Penélope se acordaba de cada palabra de cada una de las cartas. -Entonces si quiero oírlas.

-Espérame. La voy a buscar. -Tras darle un beso en la mejilla, se bajó de la cama y corrió a su habitación. En cuánto consiguió la carta la llevó hasta Lizzie y la volvió a abrazar. -Esto es de Escocia.

Las Highlands son curiosamente castañas

Uno habría pensado, al menos uno de Inglaterra, que las montañas y valles serían de un exquisito color verde esmeralda. Al fin y al cabo, Escocia se encuentra en la misma isla y, a decir de todos, padece las mismas lluvias que atormentan a Inglaterra.

Me han dicho que a estos extraños cerros color beige se los llama «mesetas», y son tristes, castaños y desiertos. Y, sin embargo, conmueven el alma.

En cuanto al pueblo, los escoceses detestan a los ingleses, y muchos dirían que con toda razón. Pero individualmente son muy cálidos y amistosos, deseosos de ofrecer un vaso de whisky, una comida caliente o un lugar abrigado para dormir. Un grupo de ingleses o, la verdad sea dicha, cualquier inglés que vista cualquier tipo de uniforme, no encuentra una calurosa bienvenida en un pueblo escocés. Pero si un inglés solitario va caminando por su calle principal, la gente de la localidad lo saluda con los brazos abiertos y anchas sonrisas.

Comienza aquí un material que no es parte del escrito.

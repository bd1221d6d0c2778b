//! `<INDEX_FILE>.properties` — the textual publication state (spec
//! §4.G, §6). Plain `key=value` lines, write-then-rename, matching the
//! teacher's `Checkpoint::save` atomicity but in the text format the
//! external interface mandates rather than `bincode`.

use std::fs;
use std::path::{Path, PathBuf};

use chrono::{DateTime, Utc};

use crate::core::error::{Error, Result};

pub const KEY_ID: &str = "nexus.index.id";
pub const KEY_TIMESTAMP: &str = "nexus.index.timestamp";
pub const KEY_CHAIN_ID: &str = "nexus.index.chain-id";
pub const KEY_LAST_INCREMENTAL: &str = "nexus.index.last-incremental";
const KEY_INCREMENTAL_PREFIX: &str = "nexus.index.incremental-";

#[derive(Debug, Clone, PartialEq)]
pub struct PublicationState {
    pub id: String,
    pub timestamp: DateTime<Utc>,
    pub chain_id: String,
    pub last_incremental: u64,
    /// `incrementals[0]` is `incremental-0`, the most recently emitted
    /// chunk counter; oldest retained counter last.
    pub incrementals: Vec<u64>,
}

pub fn load(path: &Path) -> Result<Option<PublicationState>> {
    if !path.exists() {
        return Ok(None);
    }
    let text = fs::read_to_string(path)?;
    let mut map = std::collections::BTreeMap::new();
    for line in text.lines() {
        let line = line.trim();
        if line.is_empty() || line.starts_with('#') {
            continue;
        }
        if let Some((k, v)) = line.split_once('=') {
            map.insert(k.trim().to_string(), v.trim().to_string());
        }
    }

    let corrupt = |reason: &str| Error::CorruptIndex {
        path: path.to_path_buf(),
        reason: reason.to_string(),
    };

    let id = map.get(KEY_ID).cloned().unwrap_or_default();
    let timestamp = map
        .get(KEY_TIMESTAMP)
        .ok_or_else(|| corrupt("missing nexus.index.timestamp"))?;
    let timestamp = DateTime::parse_from_rfc3339(timestamp)
        .map_err(|_| corrupt("unparsable nexus.index.timestamp"))?
        .with_timezone(&Utc);
    let chain_id = map
        .get(KEY_CHAIN_ID)
        .cloned()
        .ok_or_else(|| corrupt("missing nexus.index.chain-id"))?;
    let last_incremental: u64 = map
        .get(KEY_LAST_INCREMENTAL)
        .ok_or_else(|| corrupt("missing nexus.index.last-incremental"))?
        .parse()
        .map_err(|_| corrupt("unparsable nexus.index.last-incremental"))?;

    let mut incrementals = Vec::new();
    let mut n = 0usize;
    while let Some(value) = map.get(&format!("{KEY_INCREMENTAL_PREFIX}{n}")) {
        incrementals.push(
            value
                .parse()
                .map_err(|_| corrupt("unparsable nexus.index.incremental-n"))?,
        );
        n += 1;
    }

    Ok(Some(PublicationState {
        id,
        timestamp,
        chain_id,
        last_incremental,
        incrementals,
    }))
}

pub fn save(path: &Path, state: &PublicationState) -> Result<()> {
    let mut text = String::new();
    text.push_str(&format!("{KEY_ID}={}\n", state.id));
    text.push_str(&format!("{KEY_TIMESTAMP}={}\n", state.timestamp.to_rfc3339()));
    text.push_str(&format!("{KEY_CHAIN_ID}={}\n", state.chain_id));
    text.push_str(&format!("{KEY_LAST_INCREMENTAL}={}\n", state.last_incremental));
    for (n, counter) in state.incrementals.iter().enumerate() {
        text.push_str(&format!("{KEY_INCREMENTAL_PREFIX}{n}={counter}\n"));
    }

    let tmp = PathBuf::from(format!("{}.tmp", path.display()));
    fs::write(&tmp, text)?;
    fs::rename(&tmp, path)?;
    Ok(())
}

#[cfg(test)]
mod tests {
    use super::*;

    #[test]
    fn save_then_load_round_trips() {
        let dir = tempfile::tempdir().unwrap();
        let path = dir.path().join("index.properties");
        let state = PublicationState {
            id: "central".into(),
            timestamp: Utc::now(),
            chain_id: "abc-123".into(),
            last_incremental: 2,
            incrementals: vec![2, 1],
        };
        save(&path, &state).unwrap();
        let loaded = load(&path).unwrap().unwrap();
        assert_eq!(loaded.chain_id, "abc-123");
        assert_eq!(loaded.last_incremental, 2);
        assert_eq!(loaded.incrementals, vec![2, 1]);
    }

    #[test]
    fn missing_file_loads_as_none() {
        let dir = tempfile::tempdir().unwrap();
        assert!(load(&dir.path().join("absent.properties")).unwrap().is_none());
    }
}
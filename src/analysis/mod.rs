pub mod analyzer;
pub mod token;

pub use analyzer::NexusAnalyzer;
pub use token::Token;
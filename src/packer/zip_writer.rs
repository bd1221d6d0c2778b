//! Minimal stored-method ZIP writer for the legacy `.zip` publication
//! artifact. Symmetric to the central-directory reader in
//! `schema::creators::jar`: no compression, one local header and one
//! central-directory record per entry, so no crate beyond `crc32fast`
//! (already part of the dependency stack) is needed.

use std::io::{self, Write};

use crc32fast::Hasher;

struct Entry {
    name: String,
    data: Vec<u8>,
    crc32: u32,
    local_header_offset: u32,
}

pub fn write_zip<W: Write>(w: &mut W, entries: &[(&str, &[u8])]) -> io::Result<()> {
    let mut written = Vec::with_capacity(entries.len());
    let mut offset: u32 = 0;

    for (name, data) in entries {
        let mut hasher = Hasher::new();
        hasher.update(data);
        let crc32 = hasher.finalize();

        write_local_header(w, name, data.len() as u32, crc32)?;
        w.write_all(data)?;

        let header_len = 30 + name.len() as u32;
        written.push(Entry {
            name: name.to_string(),
            data: data.to_vec(),
            crc32,
            local_header_offset: offset,
        });
        offset += header_len + data.len() as u32;
    }

    let central_dir_start = offset;
    let mut central_dir_size: u32 = 0;
    for entry in &written {
        let before = central_dir_size;
        write_central_directory_header(w, entry)?;
        central_dir_size = before + 46 + entry.name.len() as u32;
    }

    write_eocd(w, written.len() as u16, central_dir_size, central_dir_start)?;
    Ok(())
}

fn write_local_header<W: Write>(w: &mut W, name: &str, size: u32, crc32: u32) -> io::Result<()> {
    w.write_all(&0x04034b50u32.to_le_bytes())?;
    w.write_all(&20u16.to_le_bytes())?; // version needed
    w.write_all(&0u16.to_le_bytes())?; // flags
    w.write_all(&0u16.to_le_bytes())?; // method: stored
    w.write_all(&0u16.to_le_bytes())?; // mod time
    w.write_all(&0u16.to_le_bytes())?; // mod date
    w.write_all(&crc32.to_le_bytes())?;
    w.write_all(&size.to_le_bytes())?; // compressed size
    w.write_all(&size.to_le_bytes())?; // uncompressed size
    w.write_all(&(name.len() as u16).to_le_bytes())?;
    w.write_all(&0u16.to_le_bytes())?; // extra field length
    w.write_all(name.as_bytes())?;
    Ok(())
}

fn write_central_directory_header<W: Write>(w: &mut W, entry: &Entry) -> io::Result<()> {
    w.write_all(&0x02014b50u32.to_le_bytes())?;
    w.write_all(&20u16.to_le_bytes())?; // version made by
    w.write_all(&20u16.to_le_bytes())?; // version needed
    w.write_all(&0u16.to_le_bytes())?; // flags
    w.write_all(&0u16.to_le_bytes())?; // method: stored
    w.write_all(&0u16.to_le_bytes())?; // mod time
    w.write_all(&0u16.to_le_bytes())?; // mod date
    w.write_all(&entry.crc32.to_le_bytes())?;
    w.write_all(&(entry.data.len() as u32).to_le_bytes())?;
    w.write_all(&(entry.data.len() as u32).to_le_bytes())?;
    w.write_all(&(entry.name.len() as u16).to_le_bytes())?;
    w.write_all(&0u16.to_le_bytes())?; // extra field length
    w.write_all(&0u16.to_le_bytes())?; // comment length
    w.write_all(&0u16.to_le_bytes())?; // disk number start
    w.write_all(&0u16.to_le_bytes())?; // internal attributes
    w.write_all(&0u32.to_le_bytes())?; // external attributes
    w.write_all(&entry.local_header_offset.to_le_bytes())?;
    w.write_all(entry.name.as_bytes())?;
    Ok(())
}

fn write_eocd<W: Write>(
    w: &mut W,
    entry_count: u16,
    central_dir_size: u32,
    central_dir_offset: u32,
) -> io::Result<()> {
    w.write_all(&0x06054b50u32.to_le_bytes())?;
    w.write_all(&0u16.to_le_bytes())?; // disk number
    w.write_all(&0u16.to_le_bytes())?; // disk with central directory
    w.write_all(&entry_count.to_le_bytes())?;
    w.write_all(&entry_count.to_le_bytes())?;
    w.write_all(&central_dir_size.to_le_bytes())?;
    w.write_all(&central_dir_offset.to_le_bytes())?;
    w.write_all(&0u16.to_le_bytes())?; // comment length
    Ok(())
}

Eso fue lo que me ocurrió cuando estuve en Inveraray, a la orilla del Loch Fyne. Pulcra ciudad, bien planificada, que diseñó Robert Adam cuando el duque de Argyll decidió trasladar a toda la aldea para dar cabida a su nuevo castillo, está situada al borde del agua, sus casas encaladas en ordenadas hileras que se cruzan en ángulo recto (sin lugar a dudas, una existencia extrañamente ordenada para uno como yo, criado en medio de las tortuosas intersecciones de Londres).

Estaba tomando mi comida de la tarde en el George Hotel, disfrutando de un buen whisky en lugar de la habitual cerveza que uno podría beber en un establecimiento similar en Inglaterra, cuando caí en la cuenta de que no tenía idea sobre cómo llegar a mi siguiente destino, ni de cuánto tiempo tardaría en llegar ahí. Me acerqué al dueño (un tal señor Clark), le expliqué mi intención de visitar el castillo Blair, y luego no pude hacer otra cosa que pestañear maravillado y desconcertado cuando el resto de los ocupantes de la posada intervinieron inesperadamente ofreciendo consejos.